Assignment: Beginning at the line containing "filename src/mem/state.rs" in the material below and ending at the line containing "bank) * subarrays", return each line exactly and add nothing.

Data for analysis:
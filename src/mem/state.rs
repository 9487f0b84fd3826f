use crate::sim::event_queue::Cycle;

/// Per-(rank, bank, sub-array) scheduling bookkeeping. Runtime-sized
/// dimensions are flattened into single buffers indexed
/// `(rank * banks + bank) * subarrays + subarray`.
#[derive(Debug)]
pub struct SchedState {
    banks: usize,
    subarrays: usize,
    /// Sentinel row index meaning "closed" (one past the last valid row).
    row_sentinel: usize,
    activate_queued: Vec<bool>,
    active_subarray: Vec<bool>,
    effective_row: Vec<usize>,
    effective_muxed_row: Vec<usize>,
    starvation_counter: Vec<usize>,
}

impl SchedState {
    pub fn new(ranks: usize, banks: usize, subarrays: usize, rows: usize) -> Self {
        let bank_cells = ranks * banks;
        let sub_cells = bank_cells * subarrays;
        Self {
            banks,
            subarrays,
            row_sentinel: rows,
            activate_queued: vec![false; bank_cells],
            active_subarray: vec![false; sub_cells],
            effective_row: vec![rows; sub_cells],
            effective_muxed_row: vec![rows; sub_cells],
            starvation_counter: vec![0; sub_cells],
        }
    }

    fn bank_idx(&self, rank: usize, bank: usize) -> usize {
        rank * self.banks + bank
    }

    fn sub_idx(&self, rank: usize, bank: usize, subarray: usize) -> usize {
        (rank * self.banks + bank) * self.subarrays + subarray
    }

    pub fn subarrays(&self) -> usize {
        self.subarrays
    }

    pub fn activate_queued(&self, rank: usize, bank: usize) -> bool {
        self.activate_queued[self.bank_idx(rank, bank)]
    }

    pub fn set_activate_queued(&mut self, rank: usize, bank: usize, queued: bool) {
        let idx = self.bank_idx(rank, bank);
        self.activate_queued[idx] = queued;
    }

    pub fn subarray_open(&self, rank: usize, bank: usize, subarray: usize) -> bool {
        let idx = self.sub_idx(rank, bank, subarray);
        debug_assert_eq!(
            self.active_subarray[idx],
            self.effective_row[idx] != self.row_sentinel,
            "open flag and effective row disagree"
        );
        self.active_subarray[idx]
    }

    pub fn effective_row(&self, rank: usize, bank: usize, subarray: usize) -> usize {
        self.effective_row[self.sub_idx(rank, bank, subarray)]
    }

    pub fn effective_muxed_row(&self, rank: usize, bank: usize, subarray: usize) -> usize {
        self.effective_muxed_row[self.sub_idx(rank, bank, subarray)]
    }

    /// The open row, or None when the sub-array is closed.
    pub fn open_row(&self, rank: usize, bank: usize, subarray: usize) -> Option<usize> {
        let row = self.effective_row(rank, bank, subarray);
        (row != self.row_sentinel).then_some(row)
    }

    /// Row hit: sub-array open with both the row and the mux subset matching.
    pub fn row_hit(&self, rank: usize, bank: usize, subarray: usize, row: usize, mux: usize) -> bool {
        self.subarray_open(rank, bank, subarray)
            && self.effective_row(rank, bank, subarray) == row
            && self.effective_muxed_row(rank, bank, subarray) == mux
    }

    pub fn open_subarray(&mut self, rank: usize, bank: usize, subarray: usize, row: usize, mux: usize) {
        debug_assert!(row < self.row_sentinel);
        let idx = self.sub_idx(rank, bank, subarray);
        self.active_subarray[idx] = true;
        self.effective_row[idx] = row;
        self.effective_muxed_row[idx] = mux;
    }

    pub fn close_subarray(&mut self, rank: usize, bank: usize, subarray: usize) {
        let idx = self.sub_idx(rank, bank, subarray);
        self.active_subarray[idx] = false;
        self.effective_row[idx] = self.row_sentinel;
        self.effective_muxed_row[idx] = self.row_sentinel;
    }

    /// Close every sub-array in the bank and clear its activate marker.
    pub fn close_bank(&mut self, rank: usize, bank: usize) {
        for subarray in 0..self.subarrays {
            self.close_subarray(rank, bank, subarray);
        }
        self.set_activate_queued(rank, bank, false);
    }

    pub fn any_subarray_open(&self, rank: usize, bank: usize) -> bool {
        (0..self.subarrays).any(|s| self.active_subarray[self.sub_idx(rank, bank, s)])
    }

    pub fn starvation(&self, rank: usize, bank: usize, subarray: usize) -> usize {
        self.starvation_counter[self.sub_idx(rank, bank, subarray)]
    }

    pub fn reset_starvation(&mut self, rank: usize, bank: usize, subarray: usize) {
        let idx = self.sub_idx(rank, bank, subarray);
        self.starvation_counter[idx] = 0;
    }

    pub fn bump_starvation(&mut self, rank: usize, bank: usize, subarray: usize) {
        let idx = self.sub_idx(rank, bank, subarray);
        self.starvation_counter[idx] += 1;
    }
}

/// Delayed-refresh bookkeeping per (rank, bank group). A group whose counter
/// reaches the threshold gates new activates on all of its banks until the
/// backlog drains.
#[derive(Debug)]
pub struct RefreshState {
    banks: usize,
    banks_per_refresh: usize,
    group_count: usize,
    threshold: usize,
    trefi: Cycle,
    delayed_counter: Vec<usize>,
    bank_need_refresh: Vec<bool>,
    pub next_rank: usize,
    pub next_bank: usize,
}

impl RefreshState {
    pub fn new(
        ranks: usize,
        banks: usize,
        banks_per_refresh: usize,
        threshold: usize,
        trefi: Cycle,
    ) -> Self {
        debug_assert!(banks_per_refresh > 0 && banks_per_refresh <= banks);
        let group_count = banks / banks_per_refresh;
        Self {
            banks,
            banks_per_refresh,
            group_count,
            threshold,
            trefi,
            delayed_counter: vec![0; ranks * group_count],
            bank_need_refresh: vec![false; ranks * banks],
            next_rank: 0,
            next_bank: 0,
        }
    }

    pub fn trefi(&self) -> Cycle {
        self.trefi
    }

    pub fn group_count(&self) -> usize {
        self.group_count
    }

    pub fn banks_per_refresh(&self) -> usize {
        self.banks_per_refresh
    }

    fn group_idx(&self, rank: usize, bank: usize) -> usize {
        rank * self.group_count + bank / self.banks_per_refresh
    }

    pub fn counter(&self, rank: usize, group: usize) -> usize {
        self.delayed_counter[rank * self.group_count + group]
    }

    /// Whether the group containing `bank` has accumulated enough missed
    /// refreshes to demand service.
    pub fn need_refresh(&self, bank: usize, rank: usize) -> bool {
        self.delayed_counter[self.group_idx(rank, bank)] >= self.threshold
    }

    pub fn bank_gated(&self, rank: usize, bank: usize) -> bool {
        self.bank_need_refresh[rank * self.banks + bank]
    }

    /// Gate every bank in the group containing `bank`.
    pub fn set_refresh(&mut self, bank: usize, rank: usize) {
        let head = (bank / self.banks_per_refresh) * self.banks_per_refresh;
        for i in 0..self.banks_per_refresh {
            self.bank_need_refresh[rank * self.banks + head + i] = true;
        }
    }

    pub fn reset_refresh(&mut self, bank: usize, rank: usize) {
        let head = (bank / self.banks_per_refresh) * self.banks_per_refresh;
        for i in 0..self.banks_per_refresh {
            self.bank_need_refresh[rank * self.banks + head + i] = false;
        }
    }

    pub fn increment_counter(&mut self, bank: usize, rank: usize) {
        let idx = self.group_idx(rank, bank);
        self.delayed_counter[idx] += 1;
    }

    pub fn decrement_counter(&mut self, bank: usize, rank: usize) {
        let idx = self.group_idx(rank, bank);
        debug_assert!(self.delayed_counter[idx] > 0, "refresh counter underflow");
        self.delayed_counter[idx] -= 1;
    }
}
--
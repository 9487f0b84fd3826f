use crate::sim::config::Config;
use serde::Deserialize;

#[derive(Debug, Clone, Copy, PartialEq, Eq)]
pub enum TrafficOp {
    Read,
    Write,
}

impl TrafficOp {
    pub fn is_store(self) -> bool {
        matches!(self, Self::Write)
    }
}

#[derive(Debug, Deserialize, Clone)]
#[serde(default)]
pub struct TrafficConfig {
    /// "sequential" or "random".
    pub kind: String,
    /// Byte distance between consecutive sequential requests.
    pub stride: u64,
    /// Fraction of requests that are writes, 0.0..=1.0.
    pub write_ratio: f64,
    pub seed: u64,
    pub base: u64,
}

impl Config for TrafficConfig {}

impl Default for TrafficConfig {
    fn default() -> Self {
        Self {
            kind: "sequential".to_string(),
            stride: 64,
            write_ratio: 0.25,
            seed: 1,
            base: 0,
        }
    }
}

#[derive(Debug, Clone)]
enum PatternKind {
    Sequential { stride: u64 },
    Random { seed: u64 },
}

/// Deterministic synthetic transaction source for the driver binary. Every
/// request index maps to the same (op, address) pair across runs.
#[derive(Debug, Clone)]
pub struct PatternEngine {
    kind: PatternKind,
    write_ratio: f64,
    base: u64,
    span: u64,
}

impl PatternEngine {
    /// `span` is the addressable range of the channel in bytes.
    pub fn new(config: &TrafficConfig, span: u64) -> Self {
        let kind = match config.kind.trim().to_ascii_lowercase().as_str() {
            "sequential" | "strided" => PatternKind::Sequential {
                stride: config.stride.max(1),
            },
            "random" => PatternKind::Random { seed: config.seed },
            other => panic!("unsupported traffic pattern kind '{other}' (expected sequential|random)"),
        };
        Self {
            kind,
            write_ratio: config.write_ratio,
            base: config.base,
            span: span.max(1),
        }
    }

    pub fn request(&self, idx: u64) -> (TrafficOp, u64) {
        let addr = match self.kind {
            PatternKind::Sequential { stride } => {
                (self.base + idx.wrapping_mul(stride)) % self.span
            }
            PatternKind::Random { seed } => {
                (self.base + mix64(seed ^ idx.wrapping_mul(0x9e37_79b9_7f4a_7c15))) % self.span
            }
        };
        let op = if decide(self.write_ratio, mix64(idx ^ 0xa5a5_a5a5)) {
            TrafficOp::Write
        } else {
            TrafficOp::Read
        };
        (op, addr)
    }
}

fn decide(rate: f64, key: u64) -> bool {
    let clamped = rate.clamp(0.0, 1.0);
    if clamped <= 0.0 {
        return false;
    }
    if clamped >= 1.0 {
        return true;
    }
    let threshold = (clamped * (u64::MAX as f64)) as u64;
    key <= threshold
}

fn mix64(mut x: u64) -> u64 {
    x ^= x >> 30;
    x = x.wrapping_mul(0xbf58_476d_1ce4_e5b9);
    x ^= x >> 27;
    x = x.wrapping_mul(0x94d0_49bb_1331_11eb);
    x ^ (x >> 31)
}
--
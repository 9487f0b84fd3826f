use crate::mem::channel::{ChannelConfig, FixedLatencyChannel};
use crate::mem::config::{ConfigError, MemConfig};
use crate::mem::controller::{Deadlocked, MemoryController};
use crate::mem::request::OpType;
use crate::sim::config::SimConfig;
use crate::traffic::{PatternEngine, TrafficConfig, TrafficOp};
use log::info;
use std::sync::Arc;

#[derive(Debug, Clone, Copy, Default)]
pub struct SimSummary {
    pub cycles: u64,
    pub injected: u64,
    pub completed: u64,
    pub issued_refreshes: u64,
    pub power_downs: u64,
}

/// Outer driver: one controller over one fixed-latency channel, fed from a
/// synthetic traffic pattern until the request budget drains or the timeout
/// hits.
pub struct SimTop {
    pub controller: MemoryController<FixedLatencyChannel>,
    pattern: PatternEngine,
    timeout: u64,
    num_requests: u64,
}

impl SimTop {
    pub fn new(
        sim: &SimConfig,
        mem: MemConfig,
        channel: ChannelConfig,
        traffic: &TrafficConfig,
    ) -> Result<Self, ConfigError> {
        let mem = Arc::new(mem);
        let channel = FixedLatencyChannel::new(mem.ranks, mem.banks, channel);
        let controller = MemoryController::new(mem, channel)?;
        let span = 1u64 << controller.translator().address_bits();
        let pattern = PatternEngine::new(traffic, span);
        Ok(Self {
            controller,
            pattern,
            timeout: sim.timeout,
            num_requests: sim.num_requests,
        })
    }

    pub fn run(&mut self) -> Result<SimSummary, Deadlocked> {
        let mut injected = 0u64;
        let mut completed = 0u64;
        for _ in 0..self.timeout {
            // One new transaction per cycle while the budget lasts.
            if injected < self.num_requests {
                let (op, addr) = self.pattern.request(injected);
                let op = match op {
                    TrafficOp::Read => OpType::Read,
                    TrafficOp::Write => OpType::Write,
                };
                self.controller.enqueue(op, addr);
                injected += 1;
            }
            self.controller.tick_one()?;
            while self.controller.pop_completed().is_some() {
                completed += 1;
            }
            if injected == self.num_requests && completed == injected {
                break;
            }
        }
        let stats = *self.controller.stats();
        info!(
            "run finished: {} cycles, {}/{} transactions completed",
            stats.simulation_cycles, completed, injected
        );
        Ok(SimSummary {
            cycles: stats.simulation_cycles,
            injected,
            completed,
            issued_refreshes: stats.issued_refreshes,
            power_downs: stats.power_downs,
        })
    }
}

Response to this exercise:
filename src/mem/state.rs
repository 9487f0b84fd3826f
use crate::sim::event_queue::Cycle;

/// Per-(rank, bank, sub-array) scheduling bookkeeping. Runtime-sized
/// dimensions are flattened into single buffers indexed
/// `(rank * banks + bank) * subarrays + subarray`.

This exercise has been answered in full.